We are in the process of converting from unstructured to structured.
When a baseline unstructured document has an entire paragraph that is modified, we change all of the text in the paragraph red by applying a character tag. If the paragraph has an auto number this also changes the paragraph’s auto number character color. When we do a conversion to structure, the text in the paragraph remains red but the auto number goes back to the original color. We have tried with and without “flag paragraph format overrides” and “flag character format overrides” just to try something, but nothing changed. It is corrected after conversion by selecting the entire paragraph, going to the character designer (which shows the correct character tag), and hitting apply.
We have tried this on Windows (7/Vista) FrameMaker 9, 10 , and 11 with the same results. I am trying to figure out of this is expected behavior or a bug. Does anyone know if this is how it should work?
Along the same lines..a superscripted character in the middle of the paragraph is no longer superscripted, is not red, and is not wrapped in a character tag element. The text on either side of it (same paragraph) is wrapped in the character tag element.
In theory and in good practices, a structured document has NO formatting. A structured document is simply elements inside elements and text inside some elements. One should never (at least in my opinion) apply formatting to a structured document, neither at the paragraph level nor at the character level.
The proper way to format a structured document is through the application that processes it, in this case the application is FrameMaker. FrameMaker formats a structured document via the document's EDD, which not only describes the allowed structure but applies the formatting to the structure using rules that the author of the EDD sets up.
So, if you want to mark content as being modified by coloring its content red, then one would use an attribute in each element to specify whether the content is modified or not. Thus, if the attribute is name modified, then an element with original content has its modified attribute set to NO and an element with changed content has its modified attribute set to YES. On can even specify that the default value is NO, so that the author does not have to set it whenever new content is created. Thus, when the author modifies the content, the author then changes the modified attribute from no to yes. The EDD then formats the color of the text according to whether the modified attribute is yes or no.
That being said, one can also track changes by using FrameMakers tracking feature; however, I do not and have never used it, so I will leave it to others to explain it.

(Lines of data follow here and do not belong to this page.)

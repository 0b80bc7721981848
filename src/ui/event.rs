use image::RgbaImage;
use smol_str::SmolStr;

use crate::Cursor;
use crate::geometry::{Point, Size};
use crate::view::ViewId;

#[derive(Debug, Clone, Copy, PartialEq, Eq)]
pub enum MouseButton {
    Left,
    Right,
    Middle,
    Back,
    Forward,
    Other(u16),
}

impl MouseButton {
    /// Numeric code: 1 left, 2 right, 3 middle, 0 anything else.
    pub const fn code(self) -> u8 {
        match self {
            Self::Left => 1,
            Self::Right => 2,
            Self::Middle => 3,
            _ => 0,
        }
    }
}

#[derive(Debug, Clone, Copy, PartialEq, Eq)]
pub enum MouseEventKind {
    Down,
    Up,
    Move,
    Enter,
    Leave,
}

/// Raw pointer input delivered by the host, in window coordinates.
#[derive(Debug, Clone, Copy, PartialEq)]
pub struct MouseInput {
    pub kind: MouseEventKind,
    pub button: Option<MouseButton>,
    pub position: Point,
    pub timestamp_ms: f64,
}

impl MouseInput {
    pub fn down(button: MouseButton, position: Point, timestamp_ms: f64) -> Self {
        Self {
            kind: MouseEventKind::Down,
            button: Some(button),
            position,
            timestamp_ms,
        }
    }

    pub fn up(button: MouseButton, position: Point, timestamp_ms: f64) -> Self {
        Self {
            kind: MouseEventKind::Up,
            button: Some(button),
            position,
            timestamp_ms,
        }
    }

    pub fn moved(position: Point, timestamp_ms: f64) -> Self {
        Self {
            kind: MouseEventKind::Move,
            button: None,
            position,
            timestamp_ms,
        }
    }
}

/// Mouse event as delivered to one view.
#[derive(Debug, Clone, Copy, PartialEq)]
pub struct MouseEvent {
    pub kind: MouseEventKind,
    pub timestamp_ms: f64,
    pub button: Option<MouseButton>,
    pub position_in_view: Point,
    pub position_in_window: Point,
}

#[derive(Debug, Clone, Copy, PartialEq, Eq)]
pub enum WheelPhase {
    /// Discrete wheel notch without gesture tracking.
    None,
    Began,
    Changed,
    Ended,
}

#[derive(Debug, Clone, Copy, PartialEq)]
pub struct WheelInput {
    pub position: Point,
    pub delta: Point,
    pub phase: WheelPhase,
}

/// Custom bitmap attached to a cursor change.
#[derive(Debug, Clone, PartialEq)]
pub struct CursorImage {
    pub image: RgbaImage,
    pub scale: f32,
    pub size: Size,
    pub hotspot: Point,
}

#[derive(Debug, Clone, PartialEq)]
pub struct CursorChange {
    /// Cursor keyword as reported by the surface, e.g. `"pointer"`.
    pub name: SmolStr,
    pub cursor: Cursor,
    pub image: Option<CursorImage>,
}

impl CursorChange {
    pub fn named(name: &str) -> Self {
        Self {
            name: SmolStr::new(name),
            cursor: Cursor::from_name(name),
            image: None,
        }
    }

    pub fn custom(image: CursorImage) -> Self {
        Self {
            name: SmolStr::new_static("custom"),
            cursor: Cursor::Custom,
            image: Some(image),
        }
    }
}

/// Events originating inside a hosted surface.
#[derive(Debug, Clone, PartialEq)]
pub enum SurfaceEvent {
    CursorChanged(CursorChange),
    /// Hovered link target; `location` is in window pixels.
    UpdateTargetUrl { url: String, location: Point },
    EnterHtmlFullScreen,
    LeaveHtmlFullScreen,
}

/// Everything the tree reports back to the host, drained with
/// `ViewTree::take_events`.
#[derive(Debug, Clone, PartialEq)]
pub enum ViewEvent {
    Mouse { view: ViewId, event: MouseEvent },
    CaptureLost { view: ViewId },
    SizeChanged { view: ViewId, old: Size, new: Size },
    ChildViewDetached { parent: ViewId, child: ViewId },
    DidScroll { view: ViewId },
    WillStartLiveScroll { view: ViewId },
    DidLiveScroll { view: ViewId },
    DidEndLiveScroll { view: ViewId },
    Surface { view: ViewId, event: SurfaceEvent },
}

impl ViewEvent {
    pub fn view(&self) -> ViewId {
        match self {
            Self::Mouse { view, .. }
            | Self::CaptureLost { view }
            | Self::SizeChanged { view, .. }
            | Self::DidScroll { view }
            | Self::WillStartLiveScroll { view }
            | Self::DidLiveScroll { view }
            | Self::DidEndLiveScroll { view }
            | Self::Surface { view, .. } => *view,
            Self::ChildViewDetached { parent, .. } => *parent,
        }
    }
}
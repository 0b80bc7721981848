mod event;

pub use event::*;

In MY EDD, I superscript and subscript characters by wrapping the characters in an element whose attributes specify whether the characters are to be superscripted or subscripted. The EDD reads the attribute values and formats the characters accordingly. The point is a structured document has NO formatting. Any "applied" formatting is done by wrapping content in elements and assigning values to the attributes in those elements. On the other hand, the current version and most recent versions of FrameMaker are compatible with Unicode. So, if your Unicode font has already superscripted or subscripted characters, one can insert them without having to wrap them in elements. But such characters are generally limited to only numbers and a few letters.
Conversions from unstructured documents to structured ones are not always, moreover rarely, clean. One typically has to do a lot of clean up after the conversion to get the structure correct, that is, valid. The flag paragraph format overrides and flag character format overrides are features to help you in the conversion process. They are used to show you paragraphs and character strings whose formatting in the UNSTRUCTURED document is different from the formatting that is applied by your EDD. These features help you to clean these areas up by assigning the correct elements and attributes. They are NOT used in your everyday processing of structured documents. Again, the formatting is done by the EDD (in the template) NOT by the writer's applying unstructured formats.
I hope this helps,
Thanks for a great concept. We have been trying to sit back and look at the big picture of where we want to get to. This is definitely a clean approach to consider.
As we try to figure out how to get there, we need take advantage of conversion tools where possible (we have 5,000-10,000 pages to convert). We do anticipate a large manual clean up effort.